INTRODUCTION AND CONTEXT

Billabong International Limited's under performing business and increasing net debt are well documented. Over the past year and a half, Billabong has received a number of refinancing proposals, each of which appeared less favourable than the last. In July 2013, Billabong announced that it had accepted the Altamontled consortium's refinancing proposal, which had the following interesting features:

  • Termination fee of approximately 54% of Billabong's equity value, triggered by a change of control;
  • Make-whole premium of approximately $107 million, triggered by a change of control; and
  • 35% pa interest rate on convertible note, which decreased to 12% pa, if shareholders approve conversion to redeemable preference shares.

SUMMARY

In the absence of rectifying action, the Takeovers Panel would have declared that the refinancing package proposed by Altamont (in particular the penalty payments in the refinancing package and their excessive coercive effect on Billabong shareholders) infringed on takeovers law by locking out other potential proposals therefore giving rise to unacceptable circumstances.

THE PANEL'S DECISION

The termination fee, make-whole premium and variable interest rate were lock-up devices, the effect of which was to discourage rival bids, and inhibit the acquisition of voting shares taking place in an efficient, competitive and informed market. In particular, the Panel found that:

  • Both the termination fee and the make-whole premium amounted to a 'break fee', which should ordinarily not exceed 1% of the equity or enterprise value of the target.
  • Trigger of the break fees by a change of control potentially hinders another actual or potential control transaction.
  • Variable interest rate, triggered by the absence of shareholder approval, amounted to a "naked no vote" break fee.
  • The magnitude of the break fee constituted a financial penalty on Billabong, As Billabong was in financial distress and the shareholders would feel pressured to approve the transaction, the trigger was
  • deemed unreasonable.

OUTCOME

Billabong and Altamont revised the refinancing package by:

  • Reducing the termination fee to under 1% of Billabong's enterprise value, and removing the change of control trigger.
  • Reducing the make-whole premium to 1% of the principal amount.
  • Removing the "naked no vote break fee".

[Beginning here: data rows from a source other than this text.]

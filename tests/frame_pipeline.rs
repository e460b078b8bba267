//! Frame pipeline integration tests.
//!
//! These drive whole frames through the renderer on the headless device and
//! inspect the recorded draws and the G-buffer / HDR contents.
//!
//! ```bash
//! cargo test --test frame_pipeline
//! ```

mod common;

use rstest::rstest;

use common::{
    environment, init_logging, opaque_and_blend, pixel_of, spawn_camera, spawn_sun, test_config, BLEND_X, HEIGHT,
    OPAQUE_X, WIDTH,
};
use deferred_engine::animation::{AnimationChannel, AnimationClip, InterpolationMode, Keyframe};
use deferred_engine::backend::{
    CompareFunction, DepthState, DrawKind, GraphicsDevice, HeadlessDevice, UniformValue,
};
use deferred_engine::pipeline::{GBufferGenerator, LightPass, LightPassInputs, RenderData, ShadowMap};
use deferred_engine::resources::{Material, Mesh, Model, ModelNode};
use deferred_engine::scene::{Scene, Transform};
use deferred_engine::{FrameStage, Renderer, ShadowConfig};
use glam::Vec3;

// ============================================================================
// End-to-end
// ============================================================================

/// One directional light, one model with an opaque and a blended mesh, no
/// environment and no shadow map.
#[test]
fn test_opaque_and_blend_frame() {
    init_logging();
    let config = test_config().with_shadow(ShadowConfig::default().with_enabled(false));
    let mut renderer = Renderer::new(HeadlessDevice::new(WIDTH, HEIGHT), config).unwrap();

    let pair = opaque_and_blend(renderer.device_mut());
    let (opaque, blend) = (pair.opaque, pair.blend);
    let mut scene = Scene::new();
    spawn_camera(&mut scene, 6.0);
    spawn_sun(&mut scene);
    let node = scene.spawn("pair", Transform::default());
    scene.add_component(node, pair.model).unwrap();

    renderer.device_mut().take_draws();
    renderer.render_frame(&mut scene, 0.0).unwrap();
    assert_eq!(renderer.stage(), FrameStage::Submitted);

    let data = RenderData::collect(&scene);
    assert_eq!(data.directional_lights.len(), 1);
    assert_eq!(data.models.len(), 1);
    assert_eq!(data.environment_map, None);

    let device = renderer.device();
    let geometry: Vec<_> = device.draws().iter().filter(|d| d.program_label == "gbuffer").collect();
    assert_eq!(geometry.len(), 1);
    assert_eq!(geometry[0].kind, DrawKind::Mesh(opaque));
    assert!(device.draws().iter().all(|d| d.kind != DrawKind::Mesh(blend)));

    // only A leaves a footprint in the G-buffer
    let gbuffer = renderer.gbuffer();
    let camera = data.camera.unwrap();
    let (ax, ay) = pixel_of(camera, Vec3::new(OPAQUE_X, 0.0, 0.5));
    let (bx, by) = pixel_of(camera, Vec3::new(BLEND_X, 0.0, 0.5));
    let albedo = device.pixel(gbuffer.color, ax, ay).unwrap();
    assert!(albedo[0] > 0.9 && albedo[1] < 0.1, "{albedo:?}");
    assert!(device.depth_at(gbuffer.depth, ax, ay).unwrap() < 1.0);
    assert_eq!(device.pixel(gbuffer.color, bx, by), Some([0.0; 4]));
    assert_eq!(device.depth_at(gbuffer.depth, bx, by), Some(1.0));

    let light = device.draws().iter().find(|d| d.program_label == "light pass").unwrap();
    assert_eq!(light.uniform("uLights.directionalCount"), Some(UniformValue::UInt(1)));
    assert_eq!(light.uniform("uShadow.hasShadow"), Some(UniformValue::Bool(false)));
    assert!(device.draws().iter().all(|d| d.program_label != "skybox"));
}

#[test]
fn test_empty_scene_frame() {
    init_logging();
    let mut renderer = Renderer::new(HeadlessDevice::new(WIDTH, HEIGHT), test_config()).unwrap();
    let mut scene = Scene::new();
    renderer.render_frame(&mut scene, 0.016).unwrap();

    let device = renderer.device();
    assert_eq!(renderer.frame_index(), 1);
    assert!(!renderer.shadow_map().unwrap().is_active());
    assert!(device.draws().iter().all(|d| d.program_label != "gbuffer"));
    let light = device.draws().iter().find(|d| d.program_label == "light pass").unwrap();
    assert_eq!(light.uniform("uLights.directionalCount"), Some(UniformValue::UInt(0)));
    // BRDF bake plus one frame
    assert_eq!(device.submissions(), 2);
}

#[test]
fn test_last_camera_wins() {
    let mut scene = Scene::new();
    spawn_camera(&mut scene, 4.0);
    spawn_camera(&mut scene, 9.0);
    scene.update(0.0);

    let data = RenderData::collect(&scene);
    let camera = data.camera.unwrap();
    assert!((camera.position() - Vec3::new(0.0, 0.0, 9.0)).length() < 1e-5);
}

// ============================================================================
// State restoration
// ============================================================================

#[rstest]
#[case::neither(false, false)]
#[case::shadow_only(true, false)]
#[case::ibl_only(false, true)]
#[case::both(true, true)]
fn test_light_pass_restores_depth_state(#[case] shadow: bool, #[case] ibl: bool) {
    init_logging();
    let mut device = HeadlessDevice::new(WIDTH, HEIGHT);
    let pair = opaque_and_blend(&mut device);
    let env = environment(&mut device, ibl);

    let mut scene = Scene::new();
    spawn_camera(&mut scene, 6.0);
    spawn_sun(&mut scene);
    let node = scene.spawn("pair", Transform::default());
    scene.add_component(node, pair.model).unwrap();
    let node = scene.spawn("environment", Transform::default());
    scene.add_component(node, env).unwrap();
    scene.update(0.0);
    let data = RenderData::collect(&scene);

    let mut generator = GBufferGenerator::new(&mut device, WIDTH, HEIGHT).unwrap();
    let mut shadow_map = ShadowMap::new(&mut device, &test_config().shadow).unwrap();
    if shadow {
        shadow_map.render(&mut device, &data);
    }
    let gbuffer = generator.generate(&mut device, &data);
    let light_pass = LightPass::new(&mut device).unwrap();

    let prior = DepthState {
        compare: CompareFunction::Greater,
        write: true,
    };
    device.bind_framebuffer(None);
    device.set_depth_state(prior);
    device.take_draws();

    // a map that was never rendered counts as absent
    let inputs = LightPassInputs::new()
        .with_gbuffer(gbuffer)
        .with_render_data(&data)
        .with_shadow_map(Some(&shadow_map));
    light_pass.render(&mut device, &inputs);

    assert_eq!(device.depth_state(), prior);
    let draw = &device.draws()[0];
    assert_eq!(draw.uniform("uShadow.hasShadow"), Some(UniformValue::Bool(shadow)));
    assert_eq!(draw.uniform("uIbl.enabled"), Some(UniformValue::Bool(ibl)));
    assert_eq!(draw.textures.len(), 5 + usize::from(shadow) * 4 + usize::from(ibl) * 2);
}

// ============================================================================
// Background and animation
// ============================================================================

#[rstest]
#[case::cleared(false)]
#[case::sky(true)]
fn test_background_pixels(#[case] with_environment: bool) {
    init_logging();
    let mut renderer = Renderer::new(HeadlessDevice::new(WIDTH, HEIGHT), test_config()).unwrap();
    let mut scene = Scene::new();
    spawn_camera(&mut scene, 6.0);
    if with_environment {
        let env = environment(renderer.device_mut(), false);
        let node = scene.spawn("environment", Transform::default());
        scene.add_component(node, env).unwrap();
    }
    renderer.render_frame(&mut scene, 0.0).unwrap();

    let expected = if with_environment { [1.0; 4] } else { [0.0, 0.0, 0.0, 1.0] };
    let device = renderer.device();
    assert_eq!(device.pixel(renderer.hdr_output(), 0, 0), Some(expected));
    assert_eq!(
        device.draws().iter().any(|d| d.program_label == "skybox"),
        with_environment
    );
}

#[test]
fn test_animation_drives_geometry() {
    init_logging();
    let mut renderer = Renderer::new(HeadlessDevice::new(WIDTH, HEIGHT), test_config()).unwrap();
    let mesh = Mesh::cube().upload(renderer.device_mut()).unwrap();

    let mut model = Model::new("mover");
    let material = model.add_material(Material::default());
    model
        .add_node(ModelNode::new("body", Transform::default()).with_primitive(mesh, material), None)
        .unwrap();
    let keyframes = vec![
        Keyframe::new(0.0).with_translation(Vec3::new(-2.0, 0.0, 0.0)),
        Keyframe::new(1.0).with_translation(Vec3::new(2.0, 0.0, 0.0)),
    ];
    model
        .add_animation(AnimationClip::new(
            "slide",
            vec![AnimationChannel::new(0, keyframes, InterpolationMode::Linear)],
        ))
        .unwrap();
    model.play_named("slide").unwrap();

    let mut scene = Scene::new();
    spawn_camera(&mut scene, 6.0);
    let node = scene.spawn("mover", Transform::default());
    scene.add_component(node, model).unwrap();

    let world_x = |renderer: &mut Renderer<HeadlessDevice>| {
        let draws = renderer.device_mut().take_draws();
        let draw = draws.iter().find(|d| d.program_label == "gbuffer").unwrap();
        match draw.uniform("uMatrices.world") {
            Some(UniformValue::Mat4(world)) => world.w_axis.x,
            other => panic!("unexpected world uniform {other:?}"),
        }
    };

    renderer.render_frame(&mut scene, 0.5).unwrap();
    assert!(world_x(&mut renderer).abs() < 1e-5);
    renderer.render_frame(&mut scene, 0.25).unwrap();
    assert!((world_x(&mut renderer) - 1.0).abs() < 1e-5);

    let device = renderer.destroy();
    assert_eq!(device.program_count(), 0);
}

As a result of the restructure, the underlying cost of the refinancing package increased. Interestingly, Oaktree and Centrebridge, who challenged Altamont's refinancing proposal, pitched a rival package which was accepted by Billabong in September 2013.

TAKE AWAY

There is no issue with "loan-to-own" transactions in the Australian market, which are usually begrudgingly approved by shareholders. However, refinancing terms that have the effect of "pre-packaging" the outcome before shareholders have the opportunity to vote, risks drawing the Panel's attention and action.